La talla mostraba la aureola o Nimbo que rodea la cabeza fragmentada y perdida. Es un sistema de dos piezas que ha perdido la superior. El tratamiento de restauración de la talla consistió en recomponer o reconstruir el fragmento perdido para una mejor visión de la obra.

La pequeña escultura está realizada en madera de ébano, madera muy dura y muy apta para tallar, de color negro y con un ligero tono rojizo acentuado por la pátina que exhibe.

Se plantearon distintas vías para la reconstrucción pero al final se decidió de común acuerdo con el cliente tallar una nueva pieza en la misma madera de ébano, ensamblándola al pequeño padmasambhava.

El primer paso fué encontrar este tipo de maderas preciosas en Madrid, aspecto que si bien no es imposible, tampoco es sencillo. El ébano ofrece unas condiciones mecánicas muy buenas para la talla, pero al tratarse de una pieza pequeña presenta problemas de como sujetar la pieza firmemente y no dejarla marcada con el gato o sistema que lo aprisione. Al final se empleó unas piezas madera más blanda que el ébano para tal fin.

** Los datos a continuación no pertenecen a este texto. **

#[cfg(test)]
mod tests {
    use super::*;
    use crate::health::mock::MockHealthReporter;
    use crate::health::{HealthCheckError, HealthReport};
    use gamefleet_core::InstanceState;
    use gamefleet_provision::MockProvisioner;

    struct Fixture {
        registry: Arc<FleetRegistry>,
        provisioner: Arc<MockProvisioner>,
        reporter: Arc<MockHealthReporter>,
        controller: FleetController,
    }

    fn fixture(config: FleetConfig) -> Fixture {
        let registry = Arc::new(FleetRegistry::new());
        let provisioner = Arc::new(MockProvisioner::new());
        let reporter = Arc::new(MockHealthReporter::new());
        let controller = FleetController::new(
            Arc::clone(&registry),
            Arc::clone(&provisioner) as Arc<dyn Provisioner>,
            Arc::clone(&reporter) as Arc<dyn HealthReporter>,
            config,
        );
        Fixture {
            registry,
            provisioner,
            reporter,
            controller,
        }
    }

    fn ok_report(capacity: u32) -> crate::health::HealthResult {
        Ok(HealthReport {
            available_capacity: capacity,
            ready_to_close: false,
        })
    }

    fn closing_report(capacity: u32) -> crate::health::HealthResult {
        Ok(HealthReport {
            available_capacity: capacity,
            ready_to_close: true,
        })
    }

    fn failed_report() -> crate::health::HealthResult {
        Err(HealthCheckError::Unreachable("injected".to_string()))
    }

    /// Seed an instance at the provisioner and place it in the active pool.
    async fn seed_active(fx: &Fixture, endpoint: &str) -> InstanceId {
        let id = fx.provisioner.seed_instance(endpoint);
        let instance = Instance::adopt(
            &*fx.provisioner,
            id.clone(),
            std::time::Duration::from_secs(1),
        )
        .await
        .unwrap();
        fx.registry.insert_active(instance);
        id
    }

    #[test]
    fn decide_upscale_below_margin() {
        let config = FleetConfig::default(); // margins 2/10
        assert_eq!(decide(0, 1, &config), ScaleAction::Up);
        assert_eq!(decide(1, 5, &config), ScaleAction::Up);
        assert_eq!(decide(2, 1, &config), ScaleAction::Hold);
    }

    #[test]
    fn decide_downscale_above_margin_with_spare_instance() {
        let config = FleetConfig::default();
        assert_eq!(decide(11, 2, &config), ScaleAction::Down);
        assert_eq!(decide(17, 2, &config), ScaleAction::Down);
        assert_eq!(decide(10, 2, &config), ScaleAction::Hold);
    }

    #[test]
    fn decide_never_downscales_last_active() {
        let config = FleetConfig::default();
        assert_eq!(decide(50, 1, &config), ScaleAction::Hold);
        assert_eq!(decide(50, 0, &config), ScaleAction::Hold);
    }

    #[test]
    fn decide_band_holds() {
        let config = FleetConfig::default();
        for aggregate in 2..=10 {
            assert_eq!(decide(aggregate, 3, &config), ScaleAction::Hold);
        }
    }

    #[tokio::test]
    async fn cycle_commits_aggregate_with_failures_as_zero() {
        let fx = fixture(FleetConfig::default());
        seed_active(&fx, "10.0.1.1:7777").await;
        let failing = seed_active(&fx, "10.0.1.2:7777").await;

        fx.reporter.set_fallback("10.0.1.1:7777", ok_report(5));
        fx.reporter.set_fallback("10.0.1.2:7777", failed_report());

        let unresponsive = fx.controller.run_cycle().await;

        assert_eq!(fx.registry.aggregate_capacity(), 5);
        assert_eq!(unresponsive, vec![failing.clone()]);

        let active = fx.registry.list_active();
        let failed = active.iter().find(|i| i.id == failing).unwrap();
        assert_eq!(failed.state, InstanceState::Unresponsive);
        assert_eq!(failed.available_capacity, 0);
    }

    #[tokio::test]
    async fn upscale_provisions_when_standby_empty() {
        // Margins 2/10, one active instance reporting capacity 1.
        let fx = fixture(FleetConfig::default());
        seed_active(&fx, "10.0.1.1:7777").await;
        fx.reporter.set_fallback("10.0.1.1:7777", ok_report(1));

        fx.controller.run_cycle().await;

        assert_eq!(fx.registry.active_len(), 2);
        assert_eq!(fx.provisioner.live_count(), 2);
    }

    #[tokio::test]
    async fn upscale_prefers_standby_recall() {
        let fx = fixture(FleetConfig::default());
        seed_active(&fx, "10.0.1.1:7777").await;
        seed_active(&fx, "10.0.1.2:7777").await;
        fx.reporter.set_fallback("10.0.1.1:7777", ok_report(1));
        fx.reporter.set_fallback("10.0.1.2:7777", ok_report(0));

        // Park the second instance by hand.
        fx.registry.apply_report(
            &InstanceId::new("gs-mock-2"),
            &HealthReport {
                available_capacity: 3,
                ready_to_close: false,
            },
        );
        fx.registry.demote_max_active().unwrap();
        assert_eq!(fx.registry.standby_len(), 1);

        fx.controller.run_cycle().await;

        // Recalled instead of provisioning a third instance.
        assert_eq!(fx.registry.active_len(), 2);
        assert_eq!(fx.registry.standby_len(), 0);
        assert_eq!(fx.provisioner.live_count(), 2);
    }

    #[tokio::test]
    async fn downscale_parks_max_capacity_instance() {
        // Capacities 8 and 9; aggregate 17 > downscale margin 10.
        let fx = fixture(FleetConfig::default());
        seed_active(&fx, "10.0.1.1:7777").await;
        let big = seed_active(&fx, "10.0.1.2:7777").await;
        fx.reporter.set_fallback("10.0.1.1:7777", ok_report(8));
        fx.reporter.set_fallback("10.0.1.2:7777", ok_report(9));

        fx.controller.run_cycle().await;

        assert_eq!(fx.registry.active_len(), 1);
        assert_eq!(fx.registry.standby_len(), 1);
        assert_eq!(fx.registry.aggregate_capacity(), 8);

        let targets = fx.registry.poll_targets();
        // Standby is polled last.
        assert_eq!(targets.last().unwrap().0, big);
    }

    #[tokio::test]
    async fn closeable_standby_evicted_same_cycle() {
        let fx = fixture(FleetConfig::default());
        seed_active(&fx, "10.0.1.1:7777").await;
        let closing = seed_active(&fx, "10.0.1.2:7777").await;
        fx.reporter.set_fallback("10.0.1.1:7777", ok_report(5));
        fx.reporter.set_fallback("10.0.1.2:7777", closing_report(2));

        // Park the second instance so its ready_to_close matters.
        fx.registry.apply_report(
            &closing,
            &HealthReport {
                available_capacity: 1,
                ready_to_close: false,
            },
        );
        fx.registry.demote_max_active().unwrap();

        fx.controller.run_cycle().await;

        assert_eq!(fx.registry.standby_len(), 0);
        assert_eq!(fx.provisioner.destroyed(), vec![closing]);
        assert_eq!(fx.registry.active_len(), 1);
    }

    #[tokio::test]
    async fn grace_recheck_recovers_instance() {
        let fx = fixture(FleetConfig::default());
        let flaky = seed_active(&fx, "10.0.1.1:7777").await;
        seed_active(&fx, "10.0.1.2:7777").await;

        // First poll fails, the recheck succeeds.
        fx.reporter.script("10.0.1.1:7777", failed_report());
        fx.reporter.set_fallback("10.0.1.1:7777", ok_report(4));
        fx.reporter.set_fallback("10.0.1.2:7777", ok_report(5));

        let unresponsive = fx.controller.run_cycle().await;
        assert_eq!(unresponsive, vec![flaky.clone()]);

        fx.controller.grace_recheck(unresponsive).await;

        let active = fx.registry.list_active();
        let recovered = active.iter().find(|i| i.id == flaky).unwrap();
        assert_eq!(recovered.state, InstanceState::Running);
        assert_eq!(recovered.available_capacity, 4);
        assert!(fx.provisioner.destroyed().is_empty());
    }

    #[tokio::test]
    async fn grace_recheck_terminates_on_second_failure() {
        let fx = fixture(FleetConfig::default());
        let dead = seed_active(&fx, "10.0.1.1:7777").await;
        seed_active(&fx, "10.0.1.2:7777").await;

        fx.reporter.set_fallback("10.0.1.1:7777", failed_report());
        fx.reporter.set_fallback("10.0.1.2:7777", ok_report(5));

        let unresponsive = fx.controller.run_cycle().await;
        assert_eq!(unresponsive, vec![dead.clone()]);

        fx.controller.grace_recheck(unresponsive).await;

        assert_eq!(fx.registry.active_len(), 1);
        assert_eq!(fx.provisioner.destroyed(), vec![dead]);
    }

    #[tokio::test]
    async fn provisioning_failure_does_not_abort_cycle() {
        let fx = fixture(FleetConfig::default());
        seed_active(&fx, "10.0.1.1:7777").await;
        fx.reporter.set_fallback("10.0.1.1:7777", ok_report(0));
        fx.provisioner.set_fail_create(true);

        let unresponsive = fx.controller.run_cycle().await;

        // Upscale was attempted and failed; the fleet is unchanged and the
        // cycle completed normally.
        assert_eq!(fx.registry.active_len(), 1);
        assert!(unresponsive.is_empty());
    }

    #[tokio::test]
    async fn bootstrap_adopts_existing_instances() {
        let fx = fixture(FleetConfig::default());
        fx.provisioner.seed_instance("10.0.2.1:7777");
        fx.provisioner.seed_instance("10.0.2.2:7777");

        fx.controller.bootstrap().await;

        assert_eq!(fx.registry.active_len(), 2);
        let active = fx.registry.list_active();
        assert!(active.iter().all(|i| i.state == InstanceState::Running));
    }

    #[tokio::test]
    async fn bootstrap_with_empty_backend_starts_empty() {
        let fx = fixture(FleetConfig::default());
        fx.controller.bootstrap().await;
        assert_eq!(fx.registry.active_len(), 0);
    }
}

Poco a poco se fué tallando y dando la forma curva apropiada. Es un trabajo lento, minucioso, de comprobaciones continuas, pero que se disfruta al ver el resultado final.

La obra muestra unos pequeños agujeros por donde irían insertos unos vástagos que dieran firmeza al conjunto, y una cuña en el reverso. Preferimos no eliminar la cuña del reverso ni horadar de nuevo en los huecos para no hacer como cuando uno va al dentista. Las superficies a unir son planas y una vez eliminados los restos de adhesivo, quedan firmemente unidas sin necesidad de refuerzos. En Arte Restauración somos reacios a intervenir en las obras de arte empleando técnicas invasivas cuando podemos conseguir el mismo resultado por otros medios más sencillos.

Una vez unidas las dos piezas, talla y fragmento de la aureola, procedimos a reconstruir pictóricamente la las dos líneas doradas que recorren el perímetro. Aquí sólo vale tener buen pulso y retocar hasta dar con el resultado. Una vez tenemos las dos tiritas doradas, se patinan para dar con el mismo tono de oro viejo que muestra el original.

Por último no se intervino en la figura de Padamasambhava. Sólo se retiró un poco de polvo acumulado en huecos pero no se limpiaron las carnaciones (en tono ocre) ni resto de la pieza. Sólo se aplicó varias capas de cera con color el fragmento recompuesto hasta igualar el tono brillo satinado del pequeño buda.